Il passe son enfance à Hampstead dans un milieu bourgeois cultivé. Sa première composition au piano date de l’âge de 12 ans. Il excelle par la suite sur cet instrument même s’il n'en joue que très rarement en public. Il étudie à la Royal Academy of Music de Londres où il entre à l’âge de 17 ans. Il a pour professeurs Tobias Matthay au piano et Frederick Corder à la composition.

Il séjourne par la suite en Irlande, à Gleann Cholm Cille (Comté de Donegal), village situé sur la côte ouest qu'il devait fréquenter pendant trente ans et où il écrivit nombre de ses œuvres.
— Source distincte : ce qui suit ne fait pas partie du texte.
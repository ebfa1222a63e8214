use anyhow::Context;
use sqlx::PgPool;
use time::Date;
use uuid::Uuid;

use super::repo_types::{FoodItem, FoodNutrients};

/// Upper bound on rows returned by a single listing.
const LIST_LIMIT: i64 = 1000;

impl FoodItem {
    pub async fn insert(&self, db: &PgPool) -> anyhow::Result<()> {
        sqlx::query(
            r#"
            INSERT INTO foods (id, user_id, name, calories, protein, carbs, fats,
                               serving_size, date, meal_type, created_at, image_url)
            VALUES ($1, $2, $3, $4, $5, $6, $7, $8, $9, $10, $11, $12)
            "#,
        )
        .bind(self.id)
        .bind(&self.user_id)
        .bind(&self.name)
        .bind(self.calories)
        .bind(self.protein)
        .bind(self.carbs)
        .bind(self.fats)
        .bind(&self.serving_size)
        .bind(self.date)
        .bind(self.meal_type)
        .bind(self.created_at)
        .bind(&self.image_url)
        .execute(db)
        .await
        .context("insert food")?;
        Ok(())
    }

    /// A user's entries, optionally restricted to one date.
    pub async fn list_by_user(
        db: &PgPool,
        user_id: &str,
        date: Option<Date>,
    ) -> anyhow::Result<Vec<FoodItem>> {
        let rows = sqlx::query_as::<_, FoodItem>(
            r#"
            SELECT id, user_id, name, calories,
                   COALESCE(protein, 0) AS protein,
                   COALESCE(carbs, 0)   AS carbs,
                   COALESCE(fats, 0)    AS fats,
                   serving_size, date, meal_type, created_at, image_url
            FROM foods
            WHERE user_id = $1
              AND ($2::date IS NULL OR date = $2)
            ORDER BY created_at ASC
            LIMIT $3
            "#,
        )
        .bind(user_id)
        .bind(date)
        .bind(LIST_LIMIT)
        .fetch_all(db)
        .await
        .context("list foods by user")?;
        Ok(rows)
    }

    /// Returns false when no entry had this id.
    pub async fn delete(db: &PgPool, id: Uuid) -> anyhow::Result<bool> {
        let result = sqlx::query("DELETE FROM foods WHERE id = $1")
            .bind(id)
            .execute(db)
            .await
            .context("delete food")?;
        Ok(result.rows_affected() > 0)
    }
}

impl FoodNutrients {
    /// Nutrient columns of every entry a user logged on `date`.
    pub async fn list_for_day(
        db: &PgPool,
        user_id: &str,
        date: Date,
    ) -> anyhow::Result<Vec<FoodNutrients>> {
        let rows = sqlx::query_as::<_, FoodNutrients>(
            r#"
            SELECT calories, protein, carbs, fats
            FROM foods
            WHERE user_id = $1 AND date = $2
            LIMIT $3
            "#,
        )
        .bind(user_id)
        .bind(date)
        .bind(LIST_LIMIT)
        .fetch_all(db)
        .await
        .context("list day nutrients")?;
        Ok(rows)
    }
}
À partir du début des années 1930, c'est vers l'Écosse qu'il va chercher l'inspiration, et il se rend régulièrement en hiver à Morar, petite ville située sur la côte ouest, où il séjourne à l'hôtel de la Gare et où il va orchestrer ses nouvelles œuvres ébauchées à Londres. Bax découvre l’œuvre littéraire de Yeats qui l’influence profondément par la suite. Il écrit d’ailleurs plusieurs poèmes dans des revues locales sous le pseudonyme de Dermot O'Byrne. L’occasion de s’initier à la musique russe lui est donnée lorsqu’il tombe amoureux d'une Ukrainienne, amour qui ne sera pourtant pas partagé.

Il se marie avec la sœur d’un pianiste espagnol célèbre en son temps, Carlos Sobrino. Il est anobli en 1937. Il cesse de composer en 1940, se consacrant notamment à une autobiographie, Farewell my youth (Au revoir ma jeunesse). Toutefois, il est nommé Master of the King's Music en 1941 et reprend sa carrière avec une productivité très atténuée.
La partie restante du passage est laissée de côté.